The letter, which the Bee-Picayune obtained through an open records request, contained just four paragraphs, but bluntly explained the stance of the attorney general on GA-38, a stance that is based on recent court rulings that supported the order in the face of various legal challenges.

“The governor’s executive orders ‘have the force and effect of law’ and supersede local regulations,” the letter read. “Courts have previously agreed. Moreover, the Texas Supreme Court has now issued three orders staying lower court orders seeking to enjoin the governor from asserting his authority to preempt local face-mask mandates. Most recently, the court stated that its stay order applies to ‘[t]his case, and others like it’ and that the status quo of gubernatorial oversight over the wearing of masks at both the state and local levels ‘should remain in place while the court of appeals, and potentially this court, examine the parties’ merits arguments.’

“The Texas Supreme Court has spoken. Local court orders purporting to enjoin the governor’s authority may not be enforced while appellate courts consider the underlying merits of these cases. This office will pursue further legal action, including any available injunctive relief, costs and attorney’s fees, penalties, and sanctions – including contempt of court – available at law against any local jurisdiction and its employees that persist in enforcing local mask mandates in violation of GA-38 and any applicable court order.”

Fanning said he will discuss the letter with members of the district’s board of trustees at an upcoming meeting.

As of Sept. 18, no special meeting of the board of trustees had been announced by the district.

Fanning said he, along with the trustees, would decide after that discussion the district’s plan regarding face masks.

He also said that he in no way was wavering in his belief in the importance of masks as it relates to the health and safety of the district’s students and staff.

“It does not change my feelings on the importance of masks and that we should have them mandatory to keep our students and staff as well as our community safe,” he said. “It doesn’t change my perspective in that regard.”

He pointed to the significant drop in positive cases across the district as proof that the mask mandate was having a positive effect.

In the five-day week from Sept. 13-17, Fanning said the district totaled 17 positive cases.

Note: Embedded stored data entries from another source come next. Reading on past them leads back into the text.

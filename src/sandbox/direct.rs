//! No-isolation sandbox backend.
//!
//! Used when a session runs with `use_sandbox = false`: every "sandbox" is
//! the main workspace itself. Create and destroy are no-ops. With this
//! backend the diff-application mutex is the only thing protecting the
//! working tree, so the orchestrator forces `max_parallel_files = 1`
//! semantics at the apply step and callers accept that agents share the
//! tree.

use std::convert::Infallible;
use std::path::PathBuf;

use super::SandboxBackend;
use crate::model::types::{Revision, SandboxId};

/// Sandbox backend that hands out the main workspace path.
pub struct DirectSandbox {
    root: PathBuf,
}

impl DirectSandbox {
    /// Create a backend rooted at the main repository.
    #[must_use]
    pub const fn new(root: PathBuf) -> Self {
        Self { root }
    }
}

impl SandboxBackend for DirectSandbox {
    type Error = Infallible;

    fn create(&self, _id: &SandboxId, _base: &Revision) -> Result<PathBuf, Self::Error> {
        Ok(self.root.clone())
    }

    fn destroy(&self, _id: &SandboxId) -> Result<(), Self::Error> {
        Ok(())
    }

    fn sandbox_path(&self, _id: &SandboxId) -> PathBuf {
        self.root.clone()
    }
}
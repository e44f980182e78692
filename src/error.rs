//! Error types for fix sessions.
//!
//! Defines [`FailureReason`], the per-file failure classification recorded in
//! session results, and [`SessionError`], the unified error type for
//! session-level operations. Branch failures never propagate as errors — they
//! are classified at the branch boundary and folded into the session
//! aggregates; `SessionError` covers only faults that prevent a session from
//! running at all (bad configuration, unusable repository).

use std::fmt;
use std::path::PathBuf;

use serde::{Deserialize, Serialize};

use crate::config::ConfigError;
use crate::model::types::ValidationError;
use crate::vcs::GitError;

// ---------------------------------------------------------------------------
// FailureReason
// ---------------------------------------------------------------------------

/// Why a per-file fix branch failed.
///
/// One of these is recorded for every file that ends up in `failed_fixes`.
/// The wording of `Display` is what users see in reports, so each variant
/// reads as a short diagnosis.
#[derive(Clone, Debug, PartialEq, Eq, Serialize, Deserialize)]
#[serde(tag = "kind", rename_all = "snake_case")]
pub enum FailureReason {
    /// The file disappeared between error collection and branch start.
    FileMissing,

    /// The sandbox could not be created.
    SandboxFailed {
        /// What the sandbox backend reported.
        detail: String,
    },

    /// The agent errored or timed out on its final attempt.
    AgentUnableToFix {
        /// What the agent reported on the last attempt.
        detail: String,
    },

    /// Verification never saw a strict improvement within the retry budget.
    NoProgress,

    /// The test run inside the sandbox failed on the final attempt.
    TestsRegressed,

    /// The agent produced no textual change and findings remain.
    NoChange,

    /// The extracted patch no longer applies to the main workspace.
    PatchConflict,

    /// The branch panicked or hit an unclassified internal fault.
    Internal {
        /// Short description of the fault.
        detail: String,
    },
}

impl fmt::Display for FailureReason {
    fn fmt(&self, f: &mut fmt::Formatter<'_>) -> fmt::Result {
        match self {
            Self::FileMissing => write!(f, "file missing"),
            Self::SandboxFailed { detail } => write!(f, "sandbox creation failed: {detail}"),
            Self::AgentUnableToFix { detail } => write!(f, "agent unable to fix: {detail}"),
            Self::NoProgress => write!(f, "no progress"),
            Self::TestsRegressed => write!(f, "tests regressed"),
            Self::NoChange => write!(f, "agent produced no change"),
            Self::PatchConflict => write!(f, "patch no longer applies"),
            Self::Internal { detail } => write!(f, "internal error: {detail}"),
        }
    }
}

// ---------------------------------------------------------------------------
// SessionError
// ---------------------------------------------------------------------------

/// Unified error type for session-level failures.
///
/// Each variant carries enough context to act on without digging through
/// logs: the failed command, the offending path, or the rejected value.
#[derive(Debug)]
pub enum SessionError {
    /// The target root is not usable (missing, or not a git repository).
    InvalidTarget {
        /// The path that was rejected.
        path: PathBuf,
        /// Why it was rejected.
        reason: String,
    },

    /// A git operation against the main workspace failed.
    Git(GitError),

    /// The session configuration is invalid.
    Config(ConfigError),

    /// An identifier failed validation.
    Validation(ValidationError),

    /// The branch scheduler could not be constructed.
    Scheduler {
        /// What the scheduling substrate reported.
        detail: String,
    },

    /// An I/O error occurred during session setup or cleanup.
    Io(std::io::Error),
}

impl fmt::Display for SessionError {
    fn fmt(&self, f: &mut fmt::Formatter<'_>) -> fmt::Result {
        match self {
            Self::InvalidTarget { path, reason } => {
                write!(
                    f,
                    "target root '{}' is not usable: {reason}\n  To fix: point stomper at the root of a git repository.",
                    path.display()
                )
            }
            Self::Git(e) => write!(f, "{e}"),
            Self::Config(e) => write!(f, "{e}"),
            Self::Validation(e) => write!(f, "{e}"),
            Self::Scheduler { detail } => {
                write!(f, "failed to start the branch scheduler: {detail}")
            }
            Self::Io(e) => {
                write!(
                    f,
                    "I/O error: {e}\n  To fix: check file permissions and disk space."
                )
            }
        }
    }
}

impl std::error::Error for SessionError {
    fn source(&self) -> Option<&(dyn std::error::Error + 'static)> {
        match self {
            Self::Git(e) => Some(e),
            Self::Config(e) => Some(e),
            Self::Validation(e) => Some(e),
            Self::Io(e) => Some(e),
            Self::InvalidTarget { .. } | Self::Scheduler { .. } => None,
        }
    }
}

impl From<GitError> for SessionError {
    fn from(e: GitError) -> Self {
        Self::Git(e)
    }
}

impl From<ConfigError> for SessionError {
    fn from(e: ConfigError) -> Self {
        Self::Config(e)
    }
}

impl From<ValidationError> for SessionError {
    fn from(e: ValidationError) -> Self {
        Self::Validation(e)
    }
}

impl From<std::io::Error> for SessionError {
    fn from(e: std::io::Error) -> Self {
        Self::Io(e)
    }
}

// ---------------------------------------------------------------------------
// Tests
// ---------------------------------------------------------------------------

Before the mask mandate, Fanning said, the district was averaging more than 100 positive cases per week, or more than 20 per day.

“I truly believe and I’m confident that the masks have made a difference when you look at our numbers in BISD and the number of positive cases we’ve had,” he added.

“I know people will argue against the science of it, but I have truly witnessed the significance for what it can do for our numbers and what it can do for the health and safety of our students and our staff when we implement that mask mandate.”

The second-year superintendent said he respects the rule of the governor and respects the rule of law, but that he feels the health and safety of the students and staff he’s tasked to protect is paramount to him.

“I get the law. I totally understand that. I consider myself to be a law-abiding citizen,” he said. “But, I also am held with the duty that has been entrusted to me by our board of trustees as well as our community to keep our students and staff safe. And so that’s what we’re trying to do with this.”

He then called on state leaders, including the governor, to listen to the scientific experts who have continually expressed the opinion that masks work and help slow the spread of COVID-19.

“The mask mandate has absolutely nothing to do with politics for me,” he said. “It has everything to do with the well-being and the safety of our community and our faculty, staff and students.”